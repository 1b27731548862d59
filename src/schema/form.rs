use super::conversion::{IntoForm, WireForm};
use super::field::{ConditionalRule, FieldNode};
use super::path::FieldPath;
use crate::error::{PathError, SchemaError};
use crate::key::KeyCatalog;
use itertools::Itertools;

/// An inspection form: an ordered list of root fields.
#[derive(Debug, Clone, PartialEq)]
pub struct Form {
    pub id: u64,
    pub name: String,
    pub description: Option<String>,
    /// Root fields in declared order. `FieldPath` root indices refer to this list.
    pub fields: Vec<FieldNode>,
}

impl Form {
    pub fn new(id: u64, name: impl Into<String>) -> Self {
        Self {
            id,
            name: name.into(),
            description: None,
            fields: Vec::new(),
        }
    }

    pub fn with_field(mut self, field: FieldNode) -> Self {
        self.fields.push(field);
        self
    }

    /// Parses a form in the backend's JSON shape.
    pub fn from_json(json: &str) -> Result<Self, SchemaError> {
        let wire: WireForm =
            serde_json::from_str(json).map_err(|e| SchemaError::JsonParseError(e.to_string()))?;
        wire.into_form()
    }

    /// Root fields sorted by `order`; ties keep declared order.
    pub fn roots_in_order(&self) -> impl Iterator<Item = (usize, &FieldNode)> {
        self.fields
            .iter()
            .enumerate()
            .sorted_by_key(|(_, field)| field.order)
    }

    /// Visits every field reachable through any honored branch, pre-order.
    pub fn visit(&self, mut f: impl FnMut(&FieldPath, &FieldNode)) {
        let mut stack: Vec<(FieldPath, &FieldNode)> = self
            .roots_in_order()
            .map(|(idx, node)| (FieldPath::root(idx), node))
            .collect();
        stack.reverse();

        while let Some((path, node)) = stack.pop() {
            f(&path, node);
            for (rule_idx, rule) in node.branches().iter().enumerate().rev() {
                for (child_idx, child) in rule.children.iter().enumerate().rev() {
                    stack.push((path.child(rule_idx, child_idx), child));
                }
            }
        }
    }

    /// Checks the structural rules a form designer must respect.
    pub fn validate(&self) -> Result<(), SchemaError> {
        let mut problem = None;
        self.visit_all(&mut |_, node| {
            if problem.is_some() {
                return;
            }
            problem = validate_node(node).err();
        });
        if let Some(err) = problem {
            return Err(err);
        }

        if let Some(key) = KeyCatalog::build(self).collisions().into_iter().next() {
            return Err(SchemaError::DuplicateKey {
                key: key.to_string(),
            });
        }
        Ok(())
    }

    /// Like `visit`, but also descends into rules that traversal would ignore.
    fn visit_all(&self, f: &mut impl FnMut(&FieldPath, &FieldNode)) {
        fn recurse(path: FieldPath, node: &FieldNode, f: &mut impl FnMut(&FieldPath, &FieldNode)) {
            f(&path, node);
            for (rule_idx, rule) in node.rules.iter().enumerate() {
                for (child_idx, child) in rule.children.iter().enumerate() {
                    recurse(path.child(rule_idx, child_idx), child, f);
                }
            }
        }
        for (idx, node) in self.fields.iter().enumerate() {
            recurse(FieldPath::root(idx), node, f);
        }
    }

    pub fn node(&self, path: &FieldPath) -> Option<&FieldNode> {
        let mut node = self.fields.get(path.root_index())?;
        for step in path.steps() {
            node = node.rules.get(step.rule)?.children.get(step.child)?;
        }
        Some(node)
    }

    pub fn node_mut(&mut self, path: &FieldPath) -> Option<&mut FieldNode> {
        let mut node = self.fields.get_mut(path.root_index())?;
        for step in path.steps() {
            node = node.rules.get_mut(step.rule)?.children.get_mut(step.child)?;
        }
        Some(node)
    }

    fn require_node_mut(&mut self, path: &FieldPath) -> Result<&mut FieldNode, PathError> {
        self.node_mut(path).ok_or_else(|| PathError::NodeNotFound {
            path: path.to_string(),
        })
    }

    /// Adds a rule to a choice field and returns its index.
    pub fn add_rule(
        &mut self,
        path: &FieldPath,
        trigger: impl Into<String>,
    ) -> Result<usize, PathError> {
        let node = self.require_node_mut(path)?;
        let primary = node.types.primary();
        if !primary.is_choice() {
            return Err(PathError::NotChoice {
                path: path.to_string(),
                field_type: primary,
            });
        }
        node.has_conditional = true;
        node.rules.push(ConditionalRule::new(trigger, Vec::new()));
        Ok(node.rules.len() - 1)
    }

    pub fn set_trigger(
        &mut self,
        path: &FieldPath,
        rule: usize,
        trigger: impl Into<String>,
    ) -> Result<(), PathError> {
        let node = self.require_node_mut(path)?;
        let target = node.rules.get_mut(rule).ok_or_else(|| PathError::RuleNotFound {
            path: path.to_string(),
            rule,
        })?;
        target.trigger = trigger.into();
        Ok(())
    }

    /// Appends a field to a rule and returns the new field's path.
    pub fn push_child(
        &mut self,
        path: &FieldPath,
        rule: usize,
        child: FieldNode,
    ) -> Result<FieldPath, PathError> {
        let node = self.require_node_mut(path)?;
        let target = node.rules.get_mut(rule).ok_or_else(|| PathError::RuleNotFound {
            path: path.to_string(),
            rule,
        })?;
        target.children.push(child);
        Ok(path.child(rule, target.children.len() - 1))
    }

    /// Removes a rule. A field left with no rules stops being conditional.
    pub fn remove_rule(
        &mut self,
        path: &FieldPath,
        rule: usize,
    ) -> Result<ConditionalRule, PathError> {
        let node = self.require_node_mut(path)?;
        if rule >= node.rules.len() {
            return Err(PathError::RuleNotFound {
                path: path.to_string(),
                rule,
            });
        }
        let removed = node.rules.remove(rule);
        if node.rules.is_empty() {
            node.has_conditional = false;
        }
        Ok(removed)
    }

    /// Removes the field at `path` along with its whole subtree.
    pub fn remove(&mut self, path: &FieldPath) -> Result<FieldNode, PathError> {
        let not_found = || PathError::NodeNotFound {
            path: path.to_string(),
        };
        match path.parent() {
            None => {
                if path.root_index() < self.fields.len() {
                    Ok(self.fields.remove(path.root_index()))
                } else {
                    Err(not_found())
                }
            }
            Some((parent, step)) => {
                let node = self.node_mut(&parent).ok_or_else(not_found)?;
                let rule = node.rules.get_mut(step.rule).ok_or_else(not_found)?;
                if step.child < rule.children.len() {
                    Ok(rule.children.remove(step.child))
                } else {
                    Err(not_found())
                }
            }
        }
    }
}

fn validate_node(node: &FieldNode) -> Result<(), SchemaError> {
    if node.name.trim().is_empty() {
        return Err(SchemaError::MissingName {
            context: "form".to_string(),
        });
    }
    let primary = node.types.primary();
    if !node.rules.is_empty() && !primary.is_choice() {
        return Err(SchemaError::ConditionalOnNonChoice {
            field: node.name.clone(),
            field_type: primary,
        });
    }
    if node.types.iter().any(|t| t.is_choice()) && node.options.choices.is_empty() {
        return Err(SchemaError::MissingChoices {
            field: node.name.clone(),
        });
    }
    Ok(())
}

++++++++

**Exercise requirements**
Lines holding the string "recurse" in the records: how many are there? Give only the number.

**Answer for this exercise**
3